The described complication rate of 0.36% is significantly low given that the reported incidence of palatal fistulas has been as high as 63%, and respiratory problems are reported to occur up to 45%.5052 In the present study, palate repair had the highest rate of complications followed by lip repair, which is consistent with literature on complications of cleft surgery.53,54 Dehiscence was the most frequent complication among all surgeries (44%) and the most frequent complication of lip repair (57.26%), whereas fistula was most frequent among palate repair (43.53%). The low rate may be explained by the nature of data collection as self-reported complication rates are often underreported. Complications can also occur in the days and weeks following discharge when Smile Train patients return home, and usually, there is little follow-up to assess complications and functional outcome such as velopharyngeal insufficiency.

CONCLUSIONS

To formulate any treatment and management plan, epidemiologic studies are imperative to gauge the impact of oral clefting on the Chinese population and its healthcare system.
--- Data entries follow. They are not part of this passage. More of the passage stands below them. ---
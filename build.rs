use std::process::{Command, Output};

fn git(args: &[&str]) -> Option<Output> {
    Command::new("git")
        .args(args)
        .output()
        .ok()
        .filter(|o| o.status.success())
}

fn main() {
    println!("cargo:rerun-if-changed=.git/HEAD");
    println!("cargo:rerun-if-changed=.git/refs/");
    println!("cargo:rerun-if-changed=.git/index");

    let mut hash = git(&["rev-parse", "--short", "HEAD"])
        .map(|o| String::from_utf8_lossy(&o.stdout).trim().to_string())
        .unwrap_or_default();

    // A dirty tree gets a suffix and never counts as a release tag
    let dirty = git(&["status", "--porcelain", "--untracked-files=no"])
        .is_some_and(|o| !o.stdout.is_empty());
    if dirty && !hash.is_empty() {
        hash.push_str("-dirty");
    }

    let on_tag = !dirty && git(&["describe", "--exact-match", "--tags", "HEAD"]).is_some();

    println!("cargo:rustc-env=GIT_HASH={hash}");
    println!("cargo:rustc-env=ON_RELEASE_TAG={on_tag}");
}
//! Site configuration module.
//!
//! Handles loading, validating, and merging `config.toml`. The file lives in
//! the content directory next to `catalog.toml`; stock defaults are
//! serialised to a TOML table and the user's file is merged on top, so a
//! config only needs the keys it wants to change.
//!
//! ## Configuration Options
//!
//! ```toml
//! # All options are optional - defaults shown below
//!
//! site_title = "Portfolio"
//! assets_dir = "public"        # Media directory, relative to the content root
//!
//! [typewriter]
//! initial_delay_ms = 10000     # Bare name before the first phrase
//! type_interval_ms = 80        # Per typed character
//! erase_interval_ms = 40       # Per erased character
//! hold_full_ms = 10000
//! hold_empty_ms = 10000
//!
//! [reveal.panels]
//! threshold = 0.1              # Share of the panel that must be visible
//! bottom_margin = -50.0        # Pixels added to the viewport's bottom edge
//!
//! [reveal.skills]
//! threshold = 0.2
//! bottom_margin = 0.0
//!
//! [reveal.experience]
//! threshold = 0.1
//! bottom_margin = 0.0
//!
//! [accordion]
//! scroll_delay_ms = 100        # Wait before scrolling an opened panel into view
//!
//! [carousel]
//! transition_ms = 500          # Slide fade duration
//!
//! [theme]
//! max_width = "1600px"
//! content_width = "1040px"
//!
//! [theme.gutter]
//! size = "5vw"
//! min = "1.25rem"
//! max = "5rem"
//!
//! [colors.light]
//! background = "#ffffff"
//! text = "#111827"
//! text_muted = "#6b7280"
//! border = "#e5e7eb"
//! primary = "#6366f1"
//! accent = "#f59e0b"
//!
//! [colors.dark]
//! background = "#111827"
//! text = "#f9fafb"
//! text_muted = "#9ca3af"
//! border = "#374151"
//! primary = "#818cf8"
//! accent = "#fcd34d"
//! ```
//!
//! Unknown keys are rejected to catch typos early.

use crate::page::PageSettings;
use crate::typewriter::TypewriterTiming;
use crate::visibility::RevealOptions;
use serde::{Deserialize, Serialize};
use std::fs;
use std::path::Path;
use std::time::Duration;
use thiserror::Error;

pub const CONFIG_FILE: &str = "config.toml";

#[derive(Error, Debug)]
pub enum ConfigError {
    #[error("IO error: {0}")]
    Io(#[from] std::io::Error),
    #[error("TOML parse error: {0}")]
    Toml(#[from] toml::de::Error),
    #[error("Config validation error: {0}")]
    Validation(String),
}

/// Site configuration loaded from `config.toml`.
#[derive(Debug, Clone, PartialEq, Serialize, Deserialize)]
#[serde(default, deny_unknown_fields)]
pub struct SiteConfig {
    /// Document `<title>`.
    pub site_title: String,
    /// Media directory, relative to the content root. Catalog media URLs
    /// resolve against it and it is copied verbatim into the output.
    pub assets_dir: String,
    pub typewriter: TypewriterTiming,
    pub reveal: RevealConfig,
    pub accordion: AccordionConfig,
    pub carousel: CarouselConfig,
    pub colors: ColorConfig,
    pub theme: ThemeConfig,
}

impl Default for SiteConfig {
    fn default() -> Self {
        Self {
            site_title: "Portfolio".to_string(),
            assets_dir: "public".to_string(),
            typewriter: TypewriterTiming::default(),
            reveal: RevealConfig::default(),
            accordion: AccordionConfig::default(),
            carousel: CarouselConfig::default(),
            colors: ColorConfig::default(),
            theme: ThemeConfig::default(),
        }
    }
}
Much of the epidemiology of clefting in China is based on relatively small sample sizes from incomplete datasets (Table 1). Inherent bias in the present study is that only patients who received repair through Smile Train were included, and therefore, these results may not be truly representative of China. Nevertheless, as the largest reported cohort of Chinese cleft patients, this study is estimated to represent a notable proportion (6–25%) of the backlog and new oral clefting cases needing treatment in China in the past decade and highlights that clefting is a significant health issue.29 Furthermore, it fills a gap in the current cleft epidemiology data because many of the low income and rural patients treated by Smile Train were not previously included in reports. It is hoped that this information will aid in the formulation of management plans especially relevant to nongovernmental organizations and serves as a stepping stone for further research investigating the etiology and management of clefting in China.

ACKNOWLEDGMENTS

We thank the patients and their families who participated in the Smile Train mission, the members of the medical teams who provided care, and the Smile Train organization for providing the data from Smile Train Express.

Footnotes

Disclosure: Ethylin Wang Jabs is a member of the Smile Train Medical Advisory Board. None of the other authors has any financial disclosures. The Article Processing Charge was paid for by the authors.